## Network

**Time Limit:**1000MS**Memory Limit:**10000K**Total Submissions:**16390**Accepted:**7384

### Description

A Telephone Line Company (TLC) is establishing a new telephone cable network. They are connecting several places numbered by integers from 1 to N . No two places have the same number. The lines are bidirectional and always connect together two places and in each place the lines end in a telephone exchange. There is one telephone exchange in each place. From each place it is possible to reach through lines every other place, however it need not be a direct connection, it can go through several exchanges. From time to time the power supply fails at a place and then the exchange does not operate.

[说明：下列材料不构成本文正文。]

//! Subject clause parsing: `CODE-GRADE [paper-grade,paper-grade,...]`.
//!
//! Parsing is lenient. A clause that does not fit the grammar yields `None`
//! and is treated as noise; a malformed paper pair is dropped on its own
//! while the rest of the clause is kept.

use std::fmt;

use serde::{Deserialize, Serialize};
use thiserror::Error;
use tracing::debug;

use crate::grade::{OverallGrade, leading_int, normalize};
use crate::score;
use crate::subject::{SubjectCategory, subject_name};

/// Grade for one paper of a subject.
#[derive(Debug, Clone, Copy, PartialEq, Eq, Serialize, Deserialize)]
pub struct PaperGrade {
    pub paper: u32,
    pub grade: u8,
}

/// One parsed subject result.
///
/// Built by [`parse_clause`] or by deserialising a stored record, which is
/// validated the same way: the category follows the code, the grade
/// representation matches the category and `points` is recomputed from the
/// grade.
#[derive(Debug, Clone, PartialEq, Eq, Serialize, Deserialize)]
#[serde(try_from = "StoredEntry")]
pub struct SubjectEntry {
    code: String,
    category: SubjectCategory,
    grade: OverallGrade,
    papers: Vec<PaperGrade>,
    points: u32,
}

impl SubjectEntry {
    pub fn code(&self) -> &str {
        &self.code
    }

    /// Display name from the subject catalogue, or the code if unknown.
    pub fn name(&self) -> &str {
        subject_name(&self.code)
    }

    pub fn category(&self) -> SubjectCategory {
        self.category
    }

    pub fn grade(&self) -> OverallGrade {
        self.grade
    }

    /// Papers in input order. Duplicate paper numbers are preserved.
    pub fn papers(&self) -> &[PaperGrade] {
        &self.papers
    }

    pub fn points(&self) -> u32 {
        self.points
    }

    /// Grade of the first paper numbered `paper`, if any.
    pub fn paper(&self, paper: u32) -> Option<u8> {
        self.papers.iter().find(|p| p.paper == paper).map(|p| p.grade)
    }
}

/// A stored subject entry that violates the grading invariants.
#[derive(Debug, Error)]
pub enum EntryError {
    #[error("subject {code}: category {category:?} does not match the code")]
    CategoryMismatch {
        code: String,
        category: SubjectCategory,
    },

    #[error("subject {code}: grade {grade} is not valid for a {category:?} subject")]
    GradeMismatch {
        code: String,
        category: SubjectCategory,
        grade: OverallGrade,
    },

    #[error("subject {code}: paper {paper} has grade {grade} outside 1..=9")]
    PaperGradeOutOfRange { code: String, paper: u32, grade: u8 },
}

/// Wire form of [`SubjectEntry`]. Stored `points` are ignored.
#[derive(Deserialize)]
struct StoredEntry {
    code: String,
    category: SubjectCategory,
    grade: OverallGrade,
    #[serde(default)]
    papers: Vec<PaperGrade>,
}

impl TryFrom<StoredEntry> for SubjectEntry {
    type Error = EntryError;

    fn try_from(stored: StoredEntry) -> Result<Self, EntryError> {
        let StoredEntry {
            code,
            category,
            grade,
            papers,
        } = stored;

        if SubjectCategory::of(&code) != category {
            return Err(EntryError::CategoryMismatch { code, category });
        }
        let grade_ok = match grade {
            OverallGrade::Letter(_) => !category.is_subsidiary(),
            OverallGrade::Numeric(n) => category.is_subsidiary() && (1..=9).contains(&n),
        };
        if !grade_ok {
            return Err(EntryError::GradeMismatch {
                code,
                category,
                grade,
            });
        }
        if let Some(p) = papers.iter().find(|p| !(1..=9).contains(&p.grade)) {
            return Err(EntryError::PaperGradeOutOfRange {
                paper: p.paper,
                grade: p.grade,
                code,
            });
        }

        Ok(SubjectEntry {
            code,
            category,
            grade,
            papers,
            points: score::points(grade),
        })
    }
}

impl fmt::Display for SubjectEntry {
    fn fmt(&self, f: &mut fmt::Formatter<'_>) -> fmt::Result {
        write!(f, "{}-{} [", self.code, self.grade)?;
        for (i, p) in self.papers.iter().enumerate() {
            if i > 0 {
                f.write_str(",")?;
            }
            write!(f, "{}-{}", p.paper, p.grade)?;
        }
        f.write_str("]")
    }
}

/// Parse one clause such as `ENT-O [1-9,2-8,3-5]`.
///
/// Returns `None` when the clause lacks a `-` or a `[`, or otherwise does
/// not match `LETTERS-ALNUM [WS] [papers]`.
pub fn parse_clause(clause: &str) -> Option<SubjectEntry> {
    let clause = clause.trim();
    if !clause.contains('-') || !clause.contains('[') {
        debug!(clause, "dropping clause without grade or paper list");
        return None;
    }

    let Some((code, grade_token, paper_list)) = split_clause(clause) else {
        debug!(clause, "dropping malformed clause");
        return None;
    };

    let category = SubjectCategory::of(code);
    let grade = normalize(grade_token, category);
    Some(SubjectEntry {
        code: code.to_string(),
        category,
        grade,
        papers: parse_papers(paper_list),
        points: score::points(grade),
    })
}

/// Split a clause into `(code, grade token, paper list body)`.
fn split_clause(clause: &str) -> Option<(&str, &str, &str)> {
    let code_end = clause
        .bytes()
        .position(|b| !b.is_ascii_alphabetic())
        .unwrap_or(clause.len());
    if code_end == 0 {
        return None;
    }
    let code = &clause[..code_end];

    let rest = clause[code_end..].strip_prefix('-')?;
    let grade_end = rest
        .bytes()
        .position(|b| !b.is_ascii_alphanumeric())
        .unwrap_or(rest.len());
    if grade_end == 0 {
        return None;
    }
    let grade = &rest[..grade_end];

    let body = rest[grade_end..]
        .trim_start()
        .strip_prefix('[')?
        .strip_suffix(']')?;
    Some((code, grade, body))
}

/// Parse `1-6,2-7,3-7`. Pairs that are not `int-int` with a grade in
/// `1..=9` are dropped individually.
fn parse_papers(list: &str) -> Vec<PaperGrade> {
    if list.trim().is_empty() {
        return Vec::new();
    }

    list.split(',')
        .filter_map(|pair| {
            let paper = parse_paper_pair(pair);
            if paper.is_none() {
                debug!(pair, "dropping malformed paper grade");
            }
            paper
        })
        .collect()
}

fn parse_paper_pair(pair: &str) -> Option<PaperGrade> {
    let mut parts = pair.split('-');
    let (Some(paper), Some(grade), None) = (parts.next(), parts.next(), parts.next()) else {
        return None;
    };
    let paper = u32::try_from(leading_int(paper)?).ok()?;
    let grade = match leading_int(grade)? {
        g @ 1..=9 => g as u8,
        _ => return None,
    };
    Some(PaperGrade { paper, grade })
}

The officials from TLC realized that in such a case it can happen that besides the fact that the place with the failure is unreachable, this can also cause that some other places cannot connect to each other. In such a case we will say the place (where the failure occured) is critical. Now the officials are trying to write a program for finding the number of all such critical places. Help them.

### Input

The input file consists of several blocks of lines. Each block describes one network. In the first line of each block there is the number of places N < 100. Each of the next at most N lines contains the number of a place followed by the numbers of some places to which there is a direct line from this place. These at most N lines completely describe the network, i.e., each direct connection of two places in the network is contained at least in one row. All numbers in one line are separated by one space. Each block ends with a line containing just 0. The last block has only one line with N = 0;

### Output

The output contains for each block except the last in the input file one line containing the number of critical places.

### Sample Input

```
5
5 1 2 3 4
0
6
2 1 3
5 4 6 2
0
0
```

### Sample Output

`1 2`

### Hint

You need to determine the end of one line.In order to make it's easy to determine,there are no extra blank before the end of each line.

### Source

### 链接

http://poj.org/problem?id=1144

### 题意

求无向图割点的数量。

### 题解

裸的Tarjan，测试一下板子，求无向图的割点和桥。对了，这题的输入有点奇葩，需要特殊处理一下。

### 代码

Status | Accepted |
---|---|

Time | 0ms |

Memory | 132kB |

Length | 1463 |

```
#include <iostream>
#include <cstdio>
#include <cstring>
#include <cmath>
#include <algorithm>
#include <vector>
#include <stack>
#include <queue>
using namespace std;
const int maxn = 110;
int dfn[maxn], low[maxn];
bool cut[maxn];
int n, cnt, tot, rootson;
vector <int> E[maxn];
void init()
{
for (int i = 0; i <= n; ++i)
{
dfn[i] = low[i] = 0;
cut[i] = false;
E[i].clear();
}
cnt = tot = rootson = 0;
}
void tarjan(int u, int fa)
{
low[u] = dfn[u] = ++tot;
for (int i = 0; i < E[u].size(); ++i)
{
int v = E[u][i];
if (!dfn[v])
{
tarjan(v, u);
low[u] = min(low[u], low[v]);
if (low[v] >= dfn[u] && u != 1)
cut[u] = true;
else if (u == 1) // 统计根节点子树的数量，数量大于2，根节点就是割点
rootson++;
// if (low[v] > dfn[u]) // 桥的条件
// printf("%d %d\n", u, v);
}
else if (v != fa) // v是u的父亲，那么出现重边，有重边那么一定不是桥，在这里为表示无向边的“第二条边”，非反向边（回边）
low[u] = min(low[u], dfn[v]); // 注意dfn[v]不一定等于low[v]
}
}
int count()
{
tarjan(1, 0);
if (rootson > 1) // 判断根节点
cut[1] = true;
for (int i = 1; i <= n; ++i) // 割点数量
if (cut[i])
cnt++;
return cnt;
}
int main()
{
while (scanf("%d", &n) != EOF && n)
{
init();
int u, v;
while (scanf("%d", &u) && u)
{
while (getchar() != '\n')
{
scanf("%d", &v);
E[u].push_back(v);
E[v].push_back(u);
}
}
printf("%d\n", count());
}
}
```

才知道在vjudge交题目没有显示时间的话可能是0ms。

The end.

2018-07-16 星期一